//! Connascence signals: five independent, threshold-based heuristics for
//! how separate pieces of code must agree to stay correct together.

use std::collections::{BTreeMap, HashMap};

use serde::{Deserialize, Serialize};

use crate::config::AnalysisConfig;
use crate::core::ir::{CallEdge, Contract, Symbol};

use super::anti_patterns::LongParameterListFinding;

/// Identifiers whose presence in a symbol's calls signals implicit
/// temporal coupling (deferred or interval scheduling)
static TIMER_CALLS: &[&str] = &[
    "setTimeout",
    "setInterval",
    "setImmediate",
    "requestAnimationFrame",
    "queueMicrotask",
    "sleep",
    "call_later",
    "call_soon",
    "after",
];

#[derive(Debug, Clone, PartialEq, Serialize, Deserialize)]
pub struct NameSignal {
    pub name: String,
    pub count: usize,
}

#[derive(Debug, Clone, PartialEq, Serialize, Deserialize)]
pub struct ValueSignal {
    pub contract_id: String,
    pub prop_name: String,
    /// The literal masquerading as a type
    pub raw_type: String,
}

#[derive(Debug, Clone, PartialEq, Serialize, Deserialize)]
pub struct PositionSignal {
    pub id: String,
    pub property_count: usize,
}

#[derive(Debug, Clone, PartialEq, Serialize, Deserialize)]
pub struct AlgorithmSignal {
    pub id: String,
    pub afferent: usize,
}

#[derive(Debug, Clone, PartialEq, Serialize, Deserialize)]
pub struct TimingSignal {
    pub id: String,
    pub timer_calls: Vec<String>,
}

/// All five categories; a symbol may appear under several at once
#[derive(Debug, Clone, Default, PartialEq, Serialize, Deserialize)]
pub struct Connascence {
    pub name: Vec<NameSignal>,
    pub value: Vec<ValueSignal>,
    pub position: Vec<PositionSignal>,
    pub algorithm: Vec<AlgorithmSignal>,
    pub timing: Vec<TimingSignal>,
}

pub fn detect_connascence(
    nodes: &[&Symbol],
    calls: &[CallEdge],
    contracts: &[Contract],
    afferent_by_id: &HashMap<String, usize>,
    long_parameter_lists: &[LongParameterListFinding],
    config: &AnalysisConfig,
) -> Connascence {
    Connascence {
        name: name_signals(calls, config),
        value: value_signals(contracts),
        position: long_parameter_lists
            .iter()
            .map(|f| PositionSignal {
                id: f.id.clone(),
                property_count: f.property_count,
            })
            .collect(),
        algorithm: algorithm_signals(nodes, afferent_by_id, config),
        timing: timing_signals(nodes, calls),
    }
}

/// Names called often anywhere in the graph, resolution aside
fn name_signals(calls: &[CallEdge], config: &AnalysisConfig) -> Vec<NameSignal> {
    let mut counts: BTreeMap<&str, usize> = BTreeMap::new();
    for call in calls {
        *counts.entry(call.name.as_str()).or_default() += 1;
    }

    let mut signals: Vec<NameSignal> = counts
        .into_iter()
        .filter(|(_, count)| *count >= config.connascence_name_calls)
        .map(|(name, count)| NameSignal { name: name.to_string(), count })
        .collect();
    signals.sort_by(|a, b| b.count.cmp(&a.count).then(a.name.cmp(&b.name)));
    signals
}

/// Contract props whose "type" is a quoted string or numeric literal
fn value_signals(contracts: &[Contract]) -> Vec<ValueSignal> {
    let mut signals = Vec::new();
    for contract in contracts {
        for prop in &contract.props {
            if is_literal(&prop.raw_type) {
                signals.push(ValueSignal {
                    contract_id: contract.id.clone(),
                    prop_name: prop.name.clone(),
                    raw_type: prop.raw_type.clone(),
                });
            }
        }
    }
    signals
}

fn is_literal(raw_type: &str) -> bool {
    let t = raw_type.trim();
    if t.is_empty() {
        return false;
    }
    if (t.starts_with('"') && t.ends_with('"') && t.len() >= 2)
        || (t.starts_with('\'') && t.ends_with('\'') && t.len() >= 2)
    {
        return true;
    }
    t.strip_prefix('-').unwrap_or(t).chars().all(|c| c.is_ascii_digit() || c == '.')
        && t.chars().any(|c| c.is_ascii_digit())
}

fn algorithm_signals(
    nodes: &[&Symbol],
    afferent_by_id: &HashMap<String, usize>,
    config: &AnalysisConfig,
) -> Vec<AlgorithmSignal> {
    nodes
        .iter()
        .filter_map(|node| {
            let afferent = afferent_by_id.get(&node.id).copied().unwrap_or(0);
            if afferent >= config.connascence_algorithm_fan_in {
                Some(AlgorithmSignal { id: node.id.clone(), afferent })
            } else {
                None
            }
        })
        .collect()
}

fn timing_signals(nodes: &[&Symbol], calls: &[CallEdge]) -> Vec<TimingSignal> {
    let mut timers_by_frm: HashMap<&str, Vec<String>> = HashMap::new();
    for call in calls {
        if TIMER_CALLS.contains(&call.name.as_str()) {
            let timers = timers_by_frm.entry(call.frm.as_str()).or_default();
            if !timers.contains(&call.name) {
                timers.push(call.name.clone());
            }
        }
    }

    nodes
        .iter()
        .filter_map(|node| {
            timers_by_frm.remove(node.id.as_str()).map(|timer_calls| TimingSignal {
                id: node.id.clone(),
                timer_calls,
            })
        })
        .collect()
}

______

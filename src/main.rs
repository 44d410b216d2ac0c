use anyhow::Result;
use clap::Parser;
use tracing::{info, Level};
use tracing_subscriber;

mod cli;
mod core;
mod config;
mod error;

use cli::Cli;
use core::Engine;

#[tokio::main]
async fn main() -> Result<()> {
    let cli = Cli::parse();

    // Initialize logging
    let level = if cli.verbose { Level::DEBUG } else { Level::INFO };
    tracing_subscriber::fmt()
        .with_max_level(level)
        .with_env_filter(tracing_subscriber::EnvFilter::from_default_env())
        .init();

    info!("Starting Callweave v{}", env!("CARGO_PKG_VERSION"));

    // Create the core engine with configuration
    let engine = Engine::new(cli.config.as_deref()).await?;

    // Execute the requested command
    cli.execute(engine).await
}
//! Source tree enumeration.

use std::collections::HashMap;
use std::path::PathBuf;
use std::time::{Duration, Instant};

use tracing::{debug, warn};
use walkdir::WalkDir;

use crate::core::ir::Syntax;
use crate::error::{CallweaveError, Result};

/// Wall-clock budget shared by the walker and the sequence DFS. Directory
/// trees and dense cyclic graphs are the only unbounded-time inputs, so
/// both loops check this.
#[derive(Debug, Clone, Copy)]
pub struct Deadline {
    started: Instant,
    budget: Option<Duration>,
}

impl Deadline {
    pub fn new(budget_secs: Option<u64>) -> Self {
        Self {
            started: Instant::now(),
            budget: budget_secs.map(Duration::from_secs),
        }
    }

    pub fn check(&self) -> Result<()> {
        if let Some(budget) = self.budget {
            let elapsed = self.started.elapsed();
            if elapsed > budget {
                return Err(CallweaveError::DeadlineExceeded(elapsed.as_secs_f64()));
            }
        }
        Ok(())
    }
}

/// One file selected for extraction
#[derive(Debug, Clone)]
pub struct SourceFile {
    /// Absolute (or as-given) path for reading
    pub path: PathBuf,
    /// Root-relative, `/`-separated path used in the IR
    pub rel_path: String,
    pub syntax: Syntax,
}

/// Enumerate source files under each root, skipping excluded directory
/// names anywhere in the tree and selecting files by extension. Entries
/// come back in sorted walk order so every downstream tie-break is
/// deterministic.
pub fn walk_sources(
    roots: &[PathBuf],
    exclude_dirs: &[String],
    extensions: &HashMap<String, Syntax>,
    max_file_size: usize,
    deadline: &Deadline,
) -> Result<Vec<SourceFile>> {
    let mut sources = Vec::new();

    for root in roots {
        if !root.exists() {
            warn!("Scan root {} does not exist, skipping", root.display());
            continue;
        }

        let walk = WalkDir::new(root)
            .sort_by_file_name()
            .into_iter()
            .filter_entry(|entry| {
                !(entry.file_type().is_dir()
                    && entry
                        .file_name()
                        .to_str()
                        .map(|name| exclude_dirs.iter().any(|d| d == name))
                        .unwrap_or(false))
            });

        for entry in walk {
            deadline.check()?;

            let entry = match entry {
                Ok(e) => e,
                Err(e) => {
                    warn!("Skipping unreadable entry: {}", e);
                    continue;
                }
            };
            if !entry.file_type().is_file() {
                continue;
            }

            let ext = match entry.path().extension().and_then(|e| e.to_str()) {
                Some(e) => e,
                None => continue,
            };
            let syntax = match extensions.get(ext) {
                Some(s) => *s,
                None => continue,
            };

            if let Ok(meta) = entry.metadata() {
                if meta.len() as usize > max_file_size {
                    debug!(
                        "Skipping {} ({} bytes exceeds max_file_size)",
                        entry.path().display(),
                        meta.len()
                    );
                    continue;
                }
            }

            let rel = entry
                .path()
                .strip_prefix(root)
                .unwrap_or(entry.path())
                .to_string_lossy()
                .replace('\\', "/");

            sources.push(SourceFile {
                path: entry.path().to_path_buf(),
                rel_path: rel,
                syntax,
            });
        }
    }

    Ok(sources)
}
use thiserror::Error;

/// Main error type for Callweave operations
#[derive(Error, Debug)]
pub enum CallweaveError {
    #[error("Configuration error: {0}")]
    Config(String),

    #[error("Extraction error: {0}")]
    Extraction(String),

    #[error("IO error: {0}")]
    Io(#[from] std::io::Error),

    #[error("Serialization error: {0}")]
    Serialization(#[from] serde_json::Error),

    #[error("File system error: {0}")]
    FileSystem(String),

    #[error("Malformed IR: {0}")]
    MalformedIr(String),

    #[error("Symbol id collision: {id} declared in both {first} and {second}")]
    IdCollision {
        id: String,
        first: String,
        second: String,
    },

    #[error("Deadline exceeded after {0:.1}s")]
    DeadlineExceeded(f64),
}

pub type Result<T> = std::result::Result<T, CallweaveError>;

______

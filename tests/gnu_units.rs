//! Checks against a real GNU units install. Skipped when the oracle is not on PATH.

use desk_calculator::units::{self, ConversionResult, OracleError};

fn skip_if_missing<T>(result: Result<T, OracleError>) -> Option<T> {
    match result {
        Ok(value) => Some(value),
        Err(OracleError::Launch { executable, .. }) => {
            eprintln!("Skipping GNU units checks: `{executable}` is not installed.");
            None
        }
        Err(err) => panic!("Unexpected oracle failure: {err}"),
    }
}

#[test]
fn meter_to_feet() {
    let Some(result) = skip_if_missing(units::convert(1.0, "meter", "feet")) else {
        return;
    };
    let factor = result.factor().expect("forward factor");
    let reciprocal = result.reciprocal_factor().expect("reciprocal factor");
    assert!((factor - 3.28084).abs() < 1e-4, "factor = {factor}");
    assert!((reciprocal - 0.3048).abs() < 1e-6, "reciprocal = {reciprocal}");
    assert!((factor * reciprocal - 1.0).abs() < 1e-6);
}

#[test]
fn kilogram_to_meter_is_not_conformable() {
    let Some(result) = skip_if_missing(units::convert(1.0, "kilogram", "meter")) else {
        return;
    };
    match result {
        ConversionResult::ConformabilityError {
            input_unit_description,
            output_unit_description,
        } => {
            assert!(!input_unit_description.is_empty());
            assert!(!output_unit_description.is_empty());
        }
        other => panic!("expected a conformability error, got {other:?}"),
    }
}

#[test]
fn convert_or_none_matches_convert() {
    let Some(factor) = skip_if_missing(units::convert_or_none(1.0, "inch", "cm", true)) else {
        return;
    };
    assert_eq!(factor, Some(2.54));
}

______

In the listing above, count each line that holds the word "NameSignal" and report the number alone.

◆ **Task solution**
5